**WHAT YOU NEED TO DO:**
Look through the data that follows and copy each line with the string "Connection".

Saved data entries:
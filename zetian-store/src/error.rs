use thiserror::Error;

/// Failure classification for the persistence boundary.
///
/// The SMTP engine maps `Transient` to a 4xx reply (the client should retry
/// later) and `Permanent` to a 5xx reply (the message is refused for good).
#[derive(Debug, Error)]
pub enum StoreError {
    /// The store is temporarily unable to accept the message.
    #[error("Transient store failure: {0}")]
    Transient(String),

    /// The store refuses the message permanently.
    #[error("Permanent store failure: {0}")]
    Permanent(String),
}

impl StoreError {
    /// Returns `true` when the client should be told to retry (4xx).
    #[must_use]
    pub const fn is_transient(&self) -> bool {
        matches!(self, Self::Transient(_))
    }
}

#[cfg(test)]
mod test {
    use super::StoreError;

    #[test]
    fn classification() {
        assert!(StoreError::Transient("disk full".to_string()).is_transient());
        assert!(!StoreError::Permanent("rejected".to_string()).is_transient());
    }

    #[test]
    fn display() {
        assert_eq!(
            StoreError::Transient("disk full".to_string()).to_string(),
            "Transient store failure: disk full"
        );
    }
}
use core::fmt::{self, Display, Formatter};

/// SMTP reply codes emitted by the protocol engine.
///
/// The numeric value is the 3-digit code sent on the wire. Codes follow
/// RFC 5321, with the AUTH family from RFC 4954.
#[derive(Clone, Copy, PartialEq, Eq, PartialOrd, Debug)]
pub enum Status {
    SystemStatus,
    HelpMessage,
    ServiceReady,
    GoodBye,
    AuthSucceeded,
    Ok,
    CannotVerify,
    AuthContinue,
    StartMailInput,
    Unavailable,
    ActionAborted,
    InsufficientStorage,
    TlsUnavailable,
    SyntaxError,
    ParameterSyntaxError,
    NotImplemented,
    InvalidCommandSequence,
    ParameterNotImplemented,
    AuthRequired,
    AuthFailed,
    EncryptionRequired,
    MailboxUnavailable,
    ExceededStorage,
    TransactionFailed,
    Unknown(u16),
}

impl Status {
    /// Checks if the status is a positive completion or intermediate reply
    pub fn is_positive(self) -> bool {
        u16::from(self) < 400
    }

    /// Checks if the status is a temporary rejection
    pub fn is_temporary(self) -> bool {
        (400..500).contains(&u16::from(self))
    }

    /// Checks if the status is a permanent rejection
    pub fn is_permanent(self) -> bool {
        u16::from(self) >= 500
    }
}

impl From<u16> for Status {
    fn from(value: u16) -> Self {
        match value {
            211 => Self::SystemStatus,
            214 => Self::HelpMessage,
            220 => Self::ServiceReady,
            221 => Self::GoodBye,
            235 => Self::AuthSucceeded,
            250 => Self::Ok,
            252 => Self::CannotVerify,
            334 => Self::AuthContinue,
            354 => Self::StartMailInput,
            421 => Self::Unavailable,
            451 => Self::ActionAborted,
            452 => Self::InsufficientStorage,
            454 => Self::TlsUnavailable,
            500 => Self::SyntaxError,
            501 => Self::ParameterSyntaxError,
            502 => Self::NotImplemented,
            503 => Self::InvalidCommandSequence,
            504 => Self::ParameterNotImplemented,
            530 => Self::AuthRequired,
            535 => Self::AuthFailed,
            538 => Self::EncryptionRequired,
            550 => Self::MailboxUnavailable,
            552 => Self::ExceededStorage,
            554 => Self::TransactionFailed,
            _ => Self::Unknown(value),
        }
    }
}

impl From<Status> for u16 {
    fn from(value: Status) -> Self {
        match value {
            Status::SystemStatus => 211,
            Status::HelpMessage => 214,
            Status::ServiceReady => 220,
            Status::GoodBye => 221,
            Status::AuthSucceeded => 235,
            Status::Ok => 250,
            Status::CannotVerify => 252,
            Status::AuthContinue => 334,
            Status::StartMailInput => 354,
            Status::Unavailable => 421,
            Status::ActionAborted => 451,
            Status::InsufficientStorage => 452,
            Status::TlsUnavailable => 454,
            Status::SyntaxError => 500,
            Status::ParameterSyntaxError => 501,
            Status::NotImplemented => 502,
            Status::InvalidCommandSequence => 503,
            Status::ParameterNotImplemented => 504,
            Status::AuthRequired => 530,
            Status::AuthFailed => 535,
            Status::EncryptionRequired => 538,
            Status::MailboxUnavailable => 550,
            Status::ExceededStorage => 552,
            Status::TransactionFailed => 554,
            Status::Unknown(v) => v,
        }
    }
}

impl Display for Status {
    fn fmt(&self, fmt: &mut Formatter<'_>) -> Result<(), fmt::Error> {
        write!(fmt, "{}", u16::from(*self))
    }
}

#[cfg(test)]
mod test {
    use super::Status;

    #[test]
    fn classification() {
        assert!(Status::Ok.is_positive());
        assert!(Status::StartMailInput.is_positive());
        assert!(Status::AuthContinue.is_positive());

        assert!(Status::Unavailable.is_temporary());
        assert!(!Status::Unavailable.is_permanent());

        assert!(Status::MailboxUnavailable.is_permanent());
        assert!(!Status::MailboxUnavailable.is_temporary());

        assert!(Status::ExceededStorage.is_permanent());
        assert!(Status::ActionAborted.is_temporary());
    }

    #[test]
    fn round_trip() {
        for code in [220, 250, 334, 354, 421, 500, 503, 535, 538, 552, 554] {
            assert_eq!(u16::from(Status::from(code)), code);
        }

        assert_eq!(Status::from(299), Status::Unknown(299));
        assert_eq!(u16::from(Status::Unknown(299)), 299);
    }

    #[test]
    fn display_is_the_wire_code() {
        assert_eq!(Status::Ok.to_string(), "250");
        assert_eq!(Status::EncryptionRequired.to_string(), "538");
    }
}
use std::sync::Arc;

use chrono::{DateTime, Utc};
use serde::{Deserialize, Serialize};
use zetian_common::envelope::Envelope;

/// A fully received message, as handed to the [`crate::MessageStore`].
///
/// `data` starts with the server-generated `Received:` trace header; the
/// bytes after it are exactly what the client transmitted (after
/// dot-unstuffing in DATA mode).
#[derive(Debug, Clone, Serialize, Deserialize)]
pub struct ReceivedMessage {
    /// Process-unique queue identifier, also echoed in the acceptance reply.
    pub id: String,
    /// The session this message arrived on.
    pub session_id: u64,
    /// Envelope of the completed transaction.
    pub envelope: Envelope,
    /// The raw message bytes, possibly 8-bit or binary.
    #[serde(skip)]
    pub data: Arc<[u8]>,
    /// When the final terminator (or last BDAT chunk) was received.
    pub received_at: DateTime<Utc>,
}

impl ReceivedMessage {
    #[must_use]
    pub fn new(id: String, session_id: u64, envelope: Envelope, data: Arc<[u8]>) -> Self {
        Self {
            id,
            session_id,
            envelope,
            data,
            received_at: Utc::now(),
        }
    }

    /// Number of raw bytes, trace header included.
    #[must_use]
    pub fn len(&self) -> usize {
        self.data.len()
    }

    #[must_use]
    pub fn is_empty(&self) -> bool {
        self.data.is_empty()
    }

    /// Parse the RFC 5322 header block into a name/value view.
    ///
    /// Binary bodies are fine: parsing stops at the first empty line and
    /// never touches the payload.
    #[must_use]
    pub fn headers(&self) -> HeaderView {
        mailparse::parse_headers(&self.data).map_or_else(
            |_| HeaderView::default(),
            |(headers, _)| HeaderView {
                headers: headers
                    .iter()
                    .map(|header| (header.get_key(), header.get_value()))
                    .collect(),
            },
        )
    }
}

/// Parsed header pairs in transmission order, with case-insensitive lookup.
#[derive(Debug, Default, Clone)]
pub struct HeaderView {
    headers: Vec<(String, String)>,
}

impl HeaderView {
    /// The first header with the given name, compared case-insensitively.
    #[must_use]
    pub fn get(&self, name: &str) -> Option<&str> {
        self.headers
            .iter()
            .find(|(key, _)| key.eq_ignore_ascii_case(name))
            .map(|(_, value)| value.as_str())
    }

    /// All headers in transmission order.
    #[must_use]
    pub fn iter(&self) -> impl Iterator<Item = (&str, &str)> {
        self.headers
            .iter()
            .map(|(key, value)| (key.as_str(), value.as_str()))
    }

    #[must_use]
    pub fn subject(&self) -> Option<&str> {
        self.get("Subject")
    }

    #[must_use]
    pub fn message_id(&self) -> Option<&str> {
        self.get("Message-ID")
    }

    #[must_use]
    pub fn date(&self) -> Option<&str> {
        self.get("Date")
    }

    #[must_use]
    pub fn priority(&self) -> Option<&str> {
        self.get("Priority").or_else(|| self.get("X-Priority"))
    }

    #[must_use]
    pub fn content_type(&self) -> Option<&str> {
        self.get("Content-Type")
    }
}

#[cfg(test)]
mod test {
    use pretty_assertions::assert_eq;
    use zetian_common::envelope::Envelope;

    use super::ReceivedMessage;

    fn message(data: &[u8]) -> ReceivedMessage {
        ReceivedMessage::new(
            "00000001".to_string(),
            1,
            Envelope::default(),
            data.to_vec().into(),
        )
    }

    #[test]
    fn header_extraction() {
        let message = message(
            b"Received: from client.test by zetian.example with ESMTP id 1;\r\n\
              \tMon, 01 Jan 2024 00:00:00 +0000\r\n\
              Subject: greetings\r\n\
              Message-ID: <abc@client.test>\r\n\
              Content-Type: text/plain\r\n\
              \r\n\
              body\r\n",
        );

        let headers = message.headers();
        assert_eq!(headers.subject(), Some("greetings"));
        assert_eq!(headers.message_id(), Some("<abc@client.test>"));
        assert_eq!(headers.content_type(), Some("text/plain"));
        assert_eq!(headers.date(), None);
        assert!(headers.get("Received").is_some());
    }

    #[test]
    fn lookup_is_case_insensitive() {
        let message = message(b"Subject: hi\r\n\r\n");
        assert_eq!(message.headers().get("sUbJeCt"), Some("hi"));
    }

    #[test]
    fn binary_payload_is_tolerated() {
        let mut data = b"Subject: bin\r\n\r\n".to_vec();
        data.extend([0u8, 159, 146, 150, 255]);
        let message = message(&data);
        assert_eq!(message.headers().subject(), Some("bin"));
        assert_eq!(message.len(), data.len());
    }
}
impl<Stream: AsyncRead + AsyncWrite + Unpin + Send + Sync> Transport<Stream> {
    async fn read(&mut self, buf: &mut [u8]) -> std::io::Result<usize> {
        match self {
            Self::Plain(stream) => stream.read(buf).await,
            Self::Tls(stream) => stream.read(buf).await,
            Self::Closed => Ok(0),
        }
    }

    async fn write_all(&mut self, buf: &[u8]) -> std::io::Result<()> {
        match self {
            Self::Plain(stream) => stream.write_all(buf).await,
            Self::Tls(stream) => stream.write_all(buf).await,
            Self::Closed => Err(std::io::Error::from(std::io::ErrorKind::NotConnected)),
        }
    }

    async fn flush(&mut self) -> std::io::Result<()> {
        match self {
            Self::Plain(stream) => stream.flush().await,
            Self::Tls(stream) => stream.flush().await,
            Self::Closed => Ok(()),
        }
    }

    async fn shutdown(&mut self) -> std::io::Result<()> {
        match self {
            Self::Plain(stream) => stream.shutdown().await,
            Self::Tls(stream) => stream.shutdown().await,
            Self::Closed => Ok(()),
        }
    }
}

/// The body bytes of one DATA phase, terminator excluded and dot-stuffing
/// still in place.
#[derive(Debug)]
pub(crate) struct DataBody {
    pub bytes: Vec<u8>,
    /// The payload overran the size cap; `bytes` is truncated and the
    /// remainder was drained up to the terminator.
    pub oversized: bool,
}

/// A bidirectional SMTP transport with line framing, buffered reads and
/// deferred reply writes (for PIPELINING).
///
/// The plain transport is replaced by TLS in place via [`Connection::upgrade`];
/// read buffers are dropped across the upgrade so that bytes a client
/// pre-sent before the handshake never survive into the secure channel.
pub struct Connection<Stream: AsyncRead + AsyncWrite + Unpin + Send + Sync> {
    transport: Transport<Stream>,
    read_buf: Vec<u8>,
    write_buf: Vec<u8>,
}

**RESPONSE TO THIS EXERCISE:**
/// The plain transport is replaced by TLS in place via [`Connection::upgrade`];
pub struct Connection<Stream: AsyncRead + AsyncWrite + Unpin + Send + Sync> {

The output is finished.